Dozens of geese that landed in a small New Jersey town may have reached their final destination because they are pooping in the wrong park.

The pastoral community of Peapack-Gladstone plans to kill around 60 of the honking waterfowl by rounding them up and sending them to the gas chamber, according to interviews and town council meetings.

The mass killing will occur in the coming weeks, when the geese are molting and cannot fly. The town’s leadership says the slaughter is necessary because the birds are soiling Liberty Park, a green space that surrounds a 1-acre pond in the town's center.

Officials say the birds' excrement is creating a health hazard. But locals are outraged and have collected 6,000 signatures in an online petition opposing the massacre.

“They'll get rid of one flock, which is the most cruel, horrific form of punishment to an animal," said Doreen Frega, a director at Animal Protection League of New Jersey. "It's animal cruelty at its highest level. Towns should not do this, because there are so many nonlethal ways in the 21st century.”

The town has inked a nearly $45,000 contract with the U.S. Department of Agriculture’s Wildlife Services to wipe out the gaggle over the next five years at Liberty Park — rejecting advocates' pleas that they use methods that are cheaper, more effective and more humane.

“We do hold humans in higher regard than animals,” Mayor Mark Corigliano said at a town meeting on June 6. “Their [human] health and well-being is our responsibility.”

The mayor and members of the town council did not return repeated requests for comment. Councilmember Julie Sueta, the lone opponent of the gassing, declined to comment.

Peapack-Gladstone has about 2,500 residents. It's roughly 50 miles from New York City, or a 90-minute NJ Transit ride from Manhattan's Penn Station.
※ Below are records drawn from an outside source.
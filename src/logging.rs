//! Log setup for the binary
//!
//! Lines read `LEVEL target: span1:span2: message`, with the target ahead of
//! the span context so per-aircraft spans stay greppable.

use anyhow::{Result, anyhow};
use std::fmt;
use tracing::{Event, Level, Subscriber};
use tracing_subscriber::EnvFilter;
use tracing_subscriber::fmt::FmtContext;
use tracing_subscriber::fmt::format::{self, FormatEvent, FormatFields};
use tracing_subscriber::registry::LookupSpan;

/// Filter used when `RUST_LOG` is unset
pub const DEFAULT_FILTER: &str = "info,tower_http=warn";

pub struct TargetFirstFormat;

fn level_color(level: &Level) -> &'static str {
    match *level {
        Level::ERROR => "\x1b[31m",
        Level::WARN => "\x1b[33m",
        Level::INFO => "\x1b[32m",
        Level::DEBUG => "\x1b[34m",
        Level::TRACE => "\x1b[35m",
    }
}

impl<S, N> FormatEvent<S, N> for TargetFirstFormat
where
    S: Subscriber + for<'a> LookupSpan<'a>,
    N: for<'a> FormatFields<'a> + 'static,
{
    fn format_event(
        &self,
        ctx: &FmtContext<'_, S, N>,
        mut writer: format::Writer<'_>,
        event: &Event<'_>,
    ) -> fmt::Result {
        let metadata = event.metadata();
        let level = metadata.level();

        if writer.has_ansi_escapes() {
            write!(writer, "{}{:>5}\x1b[0m ", level_color(level), level)?;
        } else {
            write!(writer, "{:>5} ", level)?;
        }
        write!(writer, "{}: ", metadata.target())?;

        if let Some(scope) = ctx.event_scope() {
            let names: Vec<&str> = scope.from_root().map(|span| span.name()).collect();
            if !names.is_empty() {
                write!(writer, "{}: ", names.join(":"))?;
            }
        }

        ctx.field_format().format_fields(writer.by_ref(), event)?;
        writeln!(writer)
    }
}

/// Build the filter from `RUST_LOG`, or from `fallback` when unset
pub fn env_filter(fallback: &str) -> EnvFilter {
    EnvFilter::try_from_default_env().unwrap_or_else(|_| EnvFilter::new(fallback))
}

/// Install the global subscriber
///
/// `verbose` raises the crate's own level to debug when `RUST_LOG` is unset.
pub fn init_tracing(verbose: bool) -> Result<()> {
    let fallback = if verbose {
        "info,skytrail=debug,tower_http=warn"
    } else {
        DEFAULT_FILTER
    };

    tracing_subscriber::fmt()
        .with_env_filter(env_filter(fallback))
        .event_format(TargetFirstFormat)
        .try_init()
        .map_err(|e| anyhow!("Failed to install tracing subscriber: {}", e))
}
A billboard in Saddle Brook, N.J. paid for by the Animal Protection League of New Jersey. The group opposes the massacre of geese in Peapack-Gladstone.
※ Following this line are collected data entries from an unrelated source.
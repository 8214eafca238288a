use axum::{
    extract::{Path, Query, State},
    http::StatusCode,
    response::{IntoResponse, Json},
};
use serde::Deserialize;
use tracing::{info, instrument};

use crate::actions::views::{AircraftDetailView, AircraftMarkerView, SelectionRequest};
use crate::actions::{DataResponse, json_error};
use crate::web::AppState;

#[derive(Debug, Default, Deserialize)]
#[serde(rename_all = "camelCase")]
pub struct AircraftListParams {
    /// Also return aircraft hidden by the display filter
    #[serde(default)]
    pub include_filtered: bool,
}

/// Handler for GET /api/aircraft
///
/// Markers of all visible aircraft, in drawing order (lowest first)
#[instrument(skip(state))]
pub async fn list_aircraft(
    State(state): State<AppState>,
    Query(params): Query<AircraftListParams>,
) -> impl IntoResponse {
    let tracker = state.tracker.lock().await;

    let mut markers: Vec<AircraftMarkerView> = tracker
        .iter()
        .filter(|a| a.visible)
        .filter(|a| params.include_filtered || !state.filter.is_filtered(a))
        .filter_map(|a| AircraftMarkerView::from_aircraft(a, &state.style))
        .collect();
    drop(tracker);

    markers.sort_by(|a, b| {
        a.style
            .z_index
            .cmp(&b.style.z_index)
            .then_with(|| a.icao.cmp(&b.icao))
    });

    Json(DataResponse { data: markers })
}

/// Handler for GET /api/aircraft/{icao}
#[instrument(skip(state))]
pub async fn get_aircraft(
    State(state): State<AppState>,
    Path(icao): Path<String>,
) -> impl IntoResponse {
    let tracker = state.tracker.lock().await;
    match tracker.get(&icao.to_lowercase()) {
        Some(aircraft) => Json(DataResponse {
            data: AircraftDetailView::from_aircraft(aircraft, &state.style),
        })
        .into_response(),
        None => json_error(StatusCode::NOT_FOUND, "Aircraft not found"),
    }
}

/// Handler for PUT /api/selection
///
/// Selects the given aircraft (or clears the selection) and returns the
/// selected aircraft's detail
#[instrument(skip(state))]
pub async fn put_selection(
    State(state): State<AppState>,
    Json(request): Json<SelectionRequest>,
) -> impl IntoResponse {
    let icao = request.icao.map(|i| i.trim().to_lowercase());
    let mut tracker = state.tracker.lock().await;

    if !tracker.select(icao.as_deref()) {
        return json_error(StatusCode::NOT_FOUND, "Aircraft not found");
    }
    if icao.is_none() {
        info!("Selection cleared");
    }

    let detail = tracker
        .selected()
        .map(|a| AircraftDetailView::from_aircraft(a, &state.style));
    Json(DataResponse { data: detail }).into_response()
}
In 2023, Wildlife Services killed more than 24,000 geese nationwide, according to agency data. The operations typically occur during the molting season, when the birds are shedding their flight feathers and growing new ones. Officials often use a mobile gas chamber pumped full of carbon dioxide.

In some states, including New York, the goose meat is sent to food banks. It's not immediately clear what would happen with the goose meat from Peapack-Gladstone.
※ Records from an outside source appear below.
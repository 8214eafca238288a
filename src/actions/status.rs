//! Status endpoint: tracker counts, receiver clock and uptime
use axum::{
    extract::State,
    response::{IntoResponse, Json},
};
use std::sync::OnceLock;
use std::time::Instant;

use crate::actions::DataResponse;
use crate::actions::views::StatusView;
use crate::web::AppState;

/// Server start time - initialized on first status request
static SERVER_START_TIME: OnceLock<Instant> = OnceLock::new();

/// Initialize the server start time (call this when the server starts)
pub fn init_server_start_time() {
    SERVER_START_TIME.get_or_init(Instant::now);
}

/// Format seconds into a human-readable duration string
fn format_duration(seconds: u64) -> String {
    let days = seconds / 86400;
    let hours = (seconds % 86400) / 3600;
    let minutes = (seconds % 3600) / 60;
    let secs = seconds % 60;

    if days > 0 {
        format!("{}d {}h {}m {}s", days, hours, minutes, secs)
    } else if hours > 0 {
        format!("{}h {}m {}s", hours, minutes, secs)
    } else if minutes > 0 {
        format!("{}m {}s", minutes, secs)
    } else {
        format!("{}s", secs)
    }
}

/// Handler for GET /api/status
#[tracing::instrument(skip(state))]
pub async fn get_status(State(state): State<AppState>) -> impl IntoResponse {
    let start_time = SERVER_START_TIME.get_or_init(Instant::now);
    let uptime_seconds = start_time.elapsed().as_secs();

    let tracker = state.tracker.lock().await;
    let status = StatusView {
        version: env!("CARGO_PKG_VERSION").to_string(),
        tracked: tracker.len(),
        visible: tracker
            .iter()
            .filter(|a| a.visible && a.position.is_some() && !state.filter.is_filtered(a))
            .count(),
        selected: tracker.selected().map(|a| a.icao.clone()),
        receiver_time: tracker.last_now().and_then(|now| {
            chrono::DateTime::from_timestamp(now.trunc() as i64, (now.fract() * 1e9) as u32)
        }),
        messages: tracker.messages(),
        uptime_seconds,
        uptime_human: format_duration(uptime_seconds),
    };

    Json(DataResponse { data: status })
}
A similar controversy roiled Brooklyn’s Prospect Park in 2010, when Wildlife Services officials gassed 400 geese. The agency said the move was necessary to protect aviation safety. Just a year earlier, an airplane safely landed in the Hudson River after striking a flock of geese in an event that has come to be known as the "Miracle on the Hudson."

At a vigil for the Prospect Park geese, then-state Sen. Eric Adams delivered emotional remarks.

“Geese do not need to adjust to us,” he said. “We have to adjust to them.”

The birds have not returned in such large numbers to Prospect Park since the killing.

In Peapack-Gladstone, officials say the geese must die because they’re leaving too much excrement in the small green space on Main Street.

“With the number of geese we have, their fecal matter is contaminating that water and causing all sorts of detriment to it,” Councilmember Jamie Murphy said.

She said she first approached the Department of Agriculture about the town’s goose problem last year out of “desperation.”

“There’s goose poop everywhere," said Murphy. "There’s toddlers and kids running around the park."

A spokesperson for the Department of Agriculture wrote on Thursday that the agency had not yet killed any geese at the park.

But killing geese is only a "temporary fix" according to the nonprofit Humane Society, which argues that modifying the habitat to deter the birds is the most effective method for getting rid of geese.

Nancy Minich, a landscape architect who consults the Animal Protection League of New Jersey, described the vegetation around the pond in Liberty Park as “goose candy.”

“They have acres of mowed lawn, which is a welcome mat for geese, and then there's water," she said. "It's heaven for geese. It says, 'geese come over here.'”

The Brooklyn Botanic Garden and some Long Island towns have used border collies to scare off geese without hurting them. But the operation takes weeks and requires return visits to clear out newcomers.

Residents and animal advocacy groups in Peapack-Gladstone pushed for humane alternatives to the planned massacre at meetings with officials for more than three months. The Animal Protection League offered to pay for barriers and landscape modifications. Residents volunteered to regularly clean up goose excrement. One advocate told town leaders that she would take all the geese to her 170-acre animal rescue farm, the Barnyard Sanctuary, in New Jersey's Warren County.

Still, the mayor and five out of the six town councilmembers have remained steadfast in their commitment to the fowl gas chamber.

“People want instant solutions, but the humane alternatives are far cheaper and more effective than the USDA coming to euthanize the geese in these little gas chambers,” said Minich.

Opponents of the expected killing said they are planning a protest on June 29 at Teterboro Airport. Organizers said the Department of Agriculture exterminated 827 geese at that airport in 2022.